[Saved data entries]

▶

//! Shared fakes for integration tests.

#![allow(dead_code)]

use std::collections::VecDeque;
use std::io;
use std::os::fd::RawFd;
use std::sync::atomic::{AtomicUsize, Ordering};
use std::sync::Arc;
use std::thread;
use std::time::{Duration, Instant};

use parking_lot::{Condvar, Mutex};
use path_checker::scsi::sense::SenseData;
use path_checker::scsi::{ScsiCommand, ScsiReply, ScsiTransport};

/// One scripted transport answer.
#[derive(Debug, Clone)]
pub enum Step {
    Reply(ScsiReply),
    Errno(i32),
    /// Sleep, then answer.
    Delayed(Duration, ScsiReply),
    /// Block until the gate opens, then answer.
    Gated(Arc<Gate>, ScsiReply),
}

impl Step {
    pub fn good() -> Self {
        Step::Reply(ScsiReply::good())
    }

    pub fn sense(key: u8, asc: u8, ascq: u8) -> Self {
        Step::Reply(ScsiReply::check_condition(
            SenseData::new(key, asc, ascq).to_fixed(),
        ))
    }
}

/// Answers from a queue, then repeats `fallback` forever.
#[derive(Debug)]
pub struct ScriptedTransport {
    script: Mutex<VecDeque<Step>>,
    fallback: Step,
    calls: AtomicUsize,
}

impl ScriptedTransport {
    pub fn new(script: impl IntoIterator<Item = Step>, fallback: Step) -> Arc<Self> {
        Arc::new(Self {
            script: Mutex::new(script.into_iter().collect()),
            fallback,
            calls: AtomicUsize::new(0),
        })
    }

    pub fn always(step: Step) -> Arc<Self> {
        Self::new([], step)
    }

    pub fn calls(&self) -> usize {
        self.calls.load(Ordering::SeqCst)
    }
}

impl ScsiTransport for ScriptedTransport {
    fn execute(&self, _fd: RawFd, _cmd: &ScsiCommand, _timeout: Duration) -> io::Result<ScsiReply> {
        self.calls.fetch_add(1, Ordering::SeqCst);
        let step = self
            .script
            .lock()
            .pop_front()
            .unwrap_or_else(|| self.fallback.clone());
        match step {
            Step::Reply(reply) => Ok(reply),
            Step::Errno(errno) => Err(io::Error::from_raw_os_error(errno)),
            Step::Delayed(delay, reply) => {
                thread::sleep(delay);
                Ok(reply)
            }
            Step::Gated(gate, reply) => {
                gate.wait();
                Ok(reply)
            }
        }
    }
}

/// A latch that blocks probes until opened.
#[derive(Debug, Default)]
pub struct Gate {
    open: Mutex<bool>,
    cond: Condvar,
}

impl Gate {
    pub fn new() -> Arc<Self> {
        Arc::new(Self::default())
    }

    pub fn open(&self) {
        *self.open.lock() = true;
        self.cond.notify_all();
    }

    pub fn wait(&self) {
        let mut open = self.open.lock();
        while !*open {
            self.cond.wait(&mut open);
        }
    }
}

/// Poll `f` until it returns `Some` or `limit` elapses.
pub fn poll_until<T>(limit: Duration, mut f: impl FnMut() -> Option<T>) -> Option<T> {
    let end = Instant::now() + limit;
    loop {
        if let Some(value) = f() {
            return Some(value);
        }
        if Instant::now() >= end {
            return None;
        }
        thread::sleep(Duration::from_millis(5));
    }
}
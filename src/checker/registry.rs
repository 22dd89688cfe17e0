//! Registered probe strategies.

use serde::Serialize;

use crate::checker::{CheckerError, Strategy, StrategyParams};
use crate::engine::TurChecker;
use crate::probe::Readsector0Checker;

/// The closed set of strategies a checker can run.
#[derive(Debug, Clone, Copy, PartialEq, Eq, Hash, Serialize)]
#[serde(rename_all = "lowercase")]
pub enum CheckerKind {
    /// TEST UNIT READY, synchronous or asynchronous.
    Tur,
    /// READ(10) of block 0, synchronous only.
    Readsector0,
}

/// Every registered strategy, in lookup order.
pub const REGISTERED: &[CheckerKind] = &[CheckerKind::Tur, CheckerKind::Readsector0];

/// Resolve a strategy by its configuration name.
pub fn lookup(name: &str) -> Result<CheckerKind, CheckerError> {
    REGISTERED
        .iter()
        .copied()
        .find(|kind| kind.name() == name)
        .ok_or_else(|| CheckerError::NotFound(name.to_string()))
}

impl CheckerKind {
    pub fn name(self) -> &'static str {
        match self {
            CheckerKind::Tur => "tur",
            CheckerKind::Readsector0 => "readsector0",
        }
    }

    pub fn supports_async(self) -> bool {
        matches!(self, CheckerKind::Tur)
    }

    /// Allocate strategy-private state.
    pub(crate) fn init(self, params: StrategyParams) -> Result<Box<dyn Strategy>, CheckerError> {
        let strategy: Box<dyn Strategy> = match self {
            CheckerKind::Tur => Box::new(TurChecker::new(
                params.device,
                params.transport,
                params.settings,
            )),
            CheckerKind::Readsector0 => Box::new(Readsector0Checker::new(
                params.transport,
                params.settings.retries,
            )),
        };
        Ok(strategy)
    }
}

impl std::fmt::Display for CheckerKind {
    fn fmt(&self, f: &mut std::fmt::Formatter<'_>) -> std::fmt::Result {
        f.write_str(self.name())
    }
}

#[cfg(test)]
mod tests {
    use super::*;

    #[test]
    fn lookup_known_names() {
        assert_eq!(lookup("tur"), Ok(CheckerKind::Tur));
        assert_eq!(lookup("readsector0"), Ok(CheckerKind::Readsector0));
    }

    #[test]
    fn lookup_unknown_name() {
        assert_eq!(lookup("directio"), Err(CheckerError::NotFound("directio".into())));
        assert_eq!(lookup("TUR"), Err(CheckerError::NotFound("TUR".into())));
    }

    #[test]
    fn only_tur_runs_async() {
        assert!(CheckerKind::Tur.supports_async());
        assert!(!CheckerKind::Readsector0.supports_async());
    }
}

◀

- _WHAT NEEDS TO BE DONE_
Go line by line through the records and copy those that contain the word "Mutex".

- _EXERCISE SOLUTION_
use parking_lot::{Condvar, Mutex};
    script: Mutex<VecDeque<Step>>,
            script: Mutex::new(script.into_iter().collect()),
    open: Mutex<bool>,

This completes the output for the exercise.